2 min read
How the two flex
A merchant cash advance (MCA) repays as a fixed percentage of your card takings, so it only fits card-led businesses. Revenue-based finance (RBF) repays as a percentage of your total revenue, however it arrives, which suits a wider range of businesses including those paid by invoice or bank transfer. Both share the appeal that you repay more in strong months and less in weak ones — but RBF is broader in scope.

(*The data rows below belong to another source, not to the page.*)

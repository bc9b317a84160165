//! Basic oscillator implementation

use std::f64::consts::TAU;

/// Waveform types
#[derive(Debug, Clone, Copy, PartialEq)]
pub enum Waveform {
    Sine,
    Square,
    Saw,
    Triangle,
}

/// A phase-accumulator oscillator that generates waveforms
///
/// Phase is tracked in radians and always wraps into `[0, 2π)`. The phase
/// advance per sample is cached and recomputed whenever frequency, detune,
/// or sample rate change.
pub struct Oscillator {
    waveform: Waveform,
    frequency: f64,
    detune: f64,
    phase: f64,
    phase_increment: f64,
    sample_rate: f64,
}

impl Oscillator {
    /// Create a new oscillator
    pub fn new(waveform: Waveform, frequency: f64, sample_rate: f64) -> Self {
        let mut osc = Self {
            waveform,
            frequency,
            detune: 0.0,
            phase: 0.0,
            phase_increment: 0.0,
            sample_rate,
        };
        osc.update_increment();
        osc
    }

    /// Set the base frequency in Hz
    pub fn set_frequency(&mut self, frequency: f64) {
        self.frequency = frequency;
        self.update_increment();
    }

    /// Get the base frequency
    pub fn frequency(&self) -> f64 {
        self.frequency
    }

    /// Set the detune offset in Hz, added to the base frequency
    pub fn set_detune(&mut self, detune: f64) {
        self.detune = detune;
        self.update_increment();
    }

    /// Get the detune offset in Hz
    pub fn detune(&self) -> f64 {
        self.detune
    }

    /// Set the waveform
    pub fn set_waveform(&mut self, waveform: Waveform) {
        self.waveform = waveform;
    }

    /// Get the waveform
    pub fn waveform(&self) -> Waveform {
        self.waveform
    }

    /// Set the sample rate
    pub fn set_sample_rate(&mut self, sample_rate: f64) {
        self.sample_rate = sample_rate;
        self.update_increment();
    }

    /// Current phase angle in radians, in `[0, 2π)`
    pub fn phase(&self) -> f64 {
        self.phase
    }

    /// Phase advance per sample: `2π·(frequency + detune) / sample_rate`
    pub fn phase_increment(&self) -> f64 {
        self.phase_increment
    }

    /// Reset the phase
    pub fn reset(&mut self) {
        self.phase = 0.0;
    }

    fn update_increment(&mut self) {
        self.phase_increment = TAU * (self.frequency + self.detune) / self.sample_rate;
    }

    /// Generate the next sample, then advance and wrap the phase.
    ///
    /// Every call produces exactly one output sample. Callers must call this
    /// once per output sample, never more, never fewer, or the effective
    /// pitch will be wrong.
    pub fn next_sample(&mut self) -> f32 {
        let sample = self.evaluate(self.phase);
        self.phase = (self.phase + self.phase_increment).rem_euclid(TAU);
        sample as f32
    }

    /// Evaluate the waveform at a phase angle in `[0, 2π)`
    fn evaluate(&self, phase: f64) -> f64 {
        let normalized = phase / TAU;
        match self.waveform {
            Waveform::Sine => phase.sin(),
            // Hard edge at the sine zero-crossing; aliasing accepted
            Waveform::Square => {
                if phase.sin() >= 0.0 {
                    1.0
                } else {
                    -1.0
                }
            }
            Waveform::Saw => 2.0 * normalized - 1.0,
            Waveform::Triangle => 2.0 * (2.0 * normalized - 1.0).abs() - 1.0,
        }
    }
}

Both are usually priced with a factor rate rather than an APR, and both can work out expensive once annualised. The flexibility is genuine; the cost of it often is not obvious. Read our revenue-based finance guide.
Watching the true cost
Because repayment is a share of income, neither product has a fixed end date, and the effective annualised cost depends on how fast you repay. A factor rate of, say, 1.15–1.3 can equate to a high APR when income is strong and repayment is quick. Always convert the factor rate to a comparable figure with the factor rate to APR calculator before you sign, and read APR vs factor rate to see why the headline understates the cost.
Which fits which business
| Merchant cash advance | Revenue-based finance | |
|---|---|---|
| Repaid from | Card takings only | All revenue |
| Best for | Card-led retail, hospitality | Any revenue mix, incl. B2B/SaaS |
| Pricing | Factor rate | Factor rate |
| Cost, annualised | Often high | Often high |
Choose MCA only if you are card-led; choose RBF if your income is mixed. But before either, compare against a transparent short-term loan — for many businesses it delivers similar working capital more cheaply.
The Credicorp view
If income genuinely swings hard, a flexible facility can be worth paying for — but check you are not overpaying for the flex. Credicorp lends to limited companies at a transparent, comparable rate with no factor-rate opacity and no personal guarantee. A Credicorp Flex line gives flexibility without the premium; a business loan gives certainty. Register to apply. Educational content, not financial advice.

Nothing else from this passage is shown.